Friday, June 20, 2014
The literature of cult and conspiracy
There's a new book out called Lure of the Arcane: The Literature of Cult and Conspiracy by Theodore Ziolkowski. He's a professor emeritus of German and Comparative Literature at Princeton University, and the book mentions the Illuminatus! Trilogy (including its alleged structural weaknesses, according to the book's index.)
The Times Literary Supplement review by Oliver Harris is here. Here's what he says about Illuminatus!:
An interim tradition, between the Protocols and Dan Brown, redeems the pleasures of the arcane with irony. The LSD-tinged meeting of metafiction and meta-conspiracy seen in the 1960s is, in part, a response to the dark side of straight conspiracy reflected in the Protocols. Its self-conscious mischief-making achieves literary credibility in Thomas Pynchon’s The Crying of Lot 49 (1966), exposing us to the shadowy Tristero, a secret underground postal delivery service. It is a paranoid melange revisited in Ishmael Reed’s Mumbo Jumbo (1972) (the Templar-allied Wallflower Order is attempting to root out a jazz-infused “virus” spreading dance crazes and black consciousness), and in less artful, more expansive form by Robert Shea and Robert Anton Wilson in their collage of ancient sects, government agencies and hallucinatory ramblings, The Illuminatus! Trilogy (1975) (“More important than Ulysses or Finnegans Wake”, according to Timothy Leary).

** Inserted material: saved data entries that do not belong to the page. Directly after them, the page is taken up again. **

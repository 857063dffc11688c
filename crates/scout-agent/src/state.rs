//! Stuck-loop detection
//!
//! The loop tracks tool-call repetition and consecutive no-result rounds so
//! it can nudge the model with a hint or cut the session short instead of
//! burning rounds on searches that will never land.

use scout_ai::ToolCall;
use std::collections::HashMap;

/// Thresholds governing the agent loop
#[derive(Debug, Clone)]
pub struct LoopConfig {
    /// Hard cap on provider round trips per question
    pub max_rounds: usize,
    /// Force completion after this many consecutive all-empty rounds
    pub force_after_empty: usize,
    /// Force completion once this many tool calls have run while the loop is
    /// already struggling (see `min_empty_for_call_cap`)
    pub max_calls_with_empty: usize,
    /// How many consecutive empty rounds count as "struggling" for the
    /// call-count cutoff
    pub min_empty_for_call_cap: usize,
    /// Inject the search-guidance hint after this many consecutive empty
    /// rounds (a repeated call triggers it immediately)
    pub hint_after_empty: usize,
}

impl Default for LoopConfig {
    fn default() -> Self {
        Self {
            max_rounds: 10,
            force_after_empty: 3,
            max_calls_with_empty: 8,
            min_empty_for_call_cap: 2,
            hint_after_empty: 2,
        }
    }
}

/// Per-question loop state
#[derive(Debug, Default)]
pub(crate) struct LoopState {
    /// Tool calls seen so far, keyed by canonical identity
    history: HashMap<String, u32>,
    pub(crate) consecutive_empty: usize,
    pub(crate) total_calls: usize,
    pub(crate) hint_injected: bool,
}

impl LoopState {
    pub(crate) fn new() -> Self {
        Self::default()
    }

    /// Record a tool call; returns true when the identical call was already
    /// made this question.
    pub(crate) fn record_call(&mut self, call: &ToolCall) -> bool {
        self.total_calls += 1;
        let count = self.history.entry(call_key(call)).or_insert(0);
        *count += 1;
        *count > 1
    }

    /// Fold one round's outcome into the empty-round counter and decide
    /// whether the hint should be active from the next round on.
    pub(crate) fn finish_round(&mut self, had_useful_result: bool, had_repeat: bool, config: &LoopConfig) {
        if had_useful_result {
            self.consecutive_empty = 0;
        } else {
            self.consecutive_empty += 1;
        }
        if (self.consecutive_empty >= config.hint_after_empty || had_repeat) && !self.hint_injected
        {
            self.hint_injected = true;
        }
    }

    /// Whether the loop should stop asking the model and assemble an answer
    /// from what it already has.
    pub(crate) fn should_force_completion(&self, config: &LoopConfig) -> bool {
        self.consecutive_empty >= config.force_after_empty
            || (self.total_calls >= config.max_calls_with_empty
                && self.consecutive_empty >= config.min_empty_for_call_cap)
    }
}

/// Canonical identity of a tool call: name plus serialized arguments.
/// `serde_json` keeps object keys sorted, so argument order in the original
/// request does not matter.
fn call_key(call: &ToolCall) -> String {
    format!("{}\u{1}{}", call.name, call.arguments)
}

/// Whether a tool result carries no usable signal: too short, or one of the
/// standard no-result phrasings.
pub(crate) fn is_empty_result(result: &str) -> bool {
    let lower = result.to_lowercase();
    lower.contains("no files found")
        || lower.contains("no matches")
        || lower.contains("not found")
        || lower.len() < 30
}

#[cfg(test)]
mod tests {
    use super::*;
    use serde_json::json;

    fn call(name: &str, args: serde_json::Value) -> ToolCall {
        ToolCall::new("call_x", name, args)
    }

    #[test]
    fn test_empty_result_detection() {
        assert!(is_empty_result("No files found"));
        assert!(is_empty_result("Pattern NOT FOUND in directory"));
        assert!(is_empty_result("short"));
        assert!(!is_empty_result(
            "Found 2 matches\n\nsrc/main.rs:\n  Line 1: fn main() {}"
        ));
    }

    #[test]
    fn test_repeat_detection_ignores_call_id() {
        let mut state = LoopState::new();
        assert!(!state.record_call(&ToolCall::new("id_1", "grep", json!({"pattern": "x"}))));
        assert!(state.record_call(&ToolCall::new("id_2", "grep", json!({"pattern": "x"}))));
    }

    #[test]
    fn test_repeat_detection_key_order_insensitive() {
        let mut state = LoopState::new();
        let a: serde_json::Value =
            serde_json::from_str(r#"{"pattern": "x", "path": "src"}"#).unwrap();
        let b: serde_json::Value =
            serde_json::from_str(r#"{"path": "src", "pattern": "x"}"#).unwrap();
        assert!(!state.record_call(&call("grep", a)));
        assert!(state.record_call(&call("grep", b)));
    }

    #[test]
    fn test_different_args_not_repeats() {
        let mut state = LoopState::new();
        assert!(!state.record_call(&call("grep", json!({"pattern": "x"}))));
        assert!(!state.record_call(&call("grep", json!({"pattern": "y"}))));
        assert!(!state.record_call(&call("glob", json!({"pattern": "x"}))));
    }

    #[test]
    fn test_force_after_consecutive_empty() {
        let config = LoopConfig::default();
        let mut state = LoopState::new();
        for _ in 0..2 {
            state.finish_round(false, false, &config);
            assert!(!state.should_force_completion(&config));
        }
        state.finish_round(false, false, &config);
        assert!(state.should_force_completion(&config));
    }

    #[test]
    fn test_useful_round_resets_empty_counter() {
        let config = LoopConfig::default();
        let mut state = LoopState::new();
        state.finish_round(false, false, &config);
        state.finish_round(false, false, &config);
        state.finish_round(true, false, &config);
        assert_eq!(state.consecutive_empty, 0);
        assert!(!state.should_force_completion(&config));
    }

    #[test]
    fn test_force_on_call_budget_with_empty_rounds() {
        let config = LoopConfig::default();
        let mut state = LoopState::new();
        for i in 0..8 {
            state.record_call(&call("grep", json!({"pattern": format!("p{i}")})));
        }
        state.finish_round(false, false, &config);
        state.finish_round(false, false, &config);
        assert!(state.should_force_completion(&config));
    }

    #[test]
    fn test_many_calls_alone_do_not_force() {
        let config = LoopConfig::default();
        let mut state = LoopState::new();
        for i in 0..9 {
            state.record_call(&call("grep", json!({"pattern": format!("p{i}")})));
        }
        state.finish_round(true, false, &config);
        assert!(!state.should_force_completion(&config));
    }

    #[test]
    fn test_hint_on_repeat() {
        let config = LoopConfig::default();
        let mut state = LoopState::new();
        state.finish_round(true, true, &config);
        assert!(state.hint_injected);
    }

    #[test]
    fn test_hint_on_empty_rounds() {
        let config = LoopConfig::default();
        let mut state = LoopState::new();
        state.finish_round(false, false, &config);
        assert!(!state.hint_injected);
        state.finish_round(false, false, &config);
        assert!(state.hint_injected);
    }
}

I complained about the slighting reference to Illuminatus! to Michael Johnson (I can't imagine that any literate person would argue that Mumbo Jumbo is better written) and he replied, "There seems an unwritten rule that if you're mentioning Illuminatus! before the Kwality Lit Establishment, you give backhanded compliments. Harris's quote from Leary on Illuminatus! also functioned as code for his audience, it seems. I don't think of Illuminatus! as "less artful" than Mumbo Jumbo, either. The standard bearer for artfulness in that paragraph was Crying of Lot 49, which has made it into the Canon, so..."
Ziokowski himself also has written about his new book, and here's what he says about Illuminatus!
In Ishmael Reed’s diatribe against Western civilization, Mumbo Jumbo (1972), a secret society calling itself “The Wallpaper Order” strives to combat a “psychic epidemic” infecting black communities as it moves from New Orleans toward New York. The Illuminatus! Trilogy (1975) by Robert Shea and Robert Anton Wilson begins as a detective story when two New York detectives investigate the bombing of a leftist magazine’s office and the disappearance of its editor. They discover that the editors were investigating secret societies and conspiracies: notably the “Illuminati.” As the lengthy work develops, the detective story gives way to a science fiction about a group known as the Discordians, whose base is a golden submarine in the Atlantic Ocean and who have been engaged for centuries in a continuing battle against the Illuminati.
Herr Professor Ziolkowski remarks that Umberto Eco's Foucault's Pendulum is "is a critically acclaimed masterpiece and not simply a cult classic," so I guess he gets in his little dig, too. But the book looks interesting.
The erudite Dr. Johnson adds, "BTW: other academic/intellectuals who have written about fiction and conspiracy that I found worthsomewhiles:
-Timothy Melley's _Empire of Conspiracy_ (His main idea is readers' "agency panic.")
"-Michael Barkun's _Culture of Conspiracy_
-Mark Fenster's _Conspiracy Theories_ (He values RAW's satirical play; the book has been significantly updated since the first ed, which I bought when it came out.)"
Hat tips: Dr. Johnson, Jesse Walker, Ted Hand.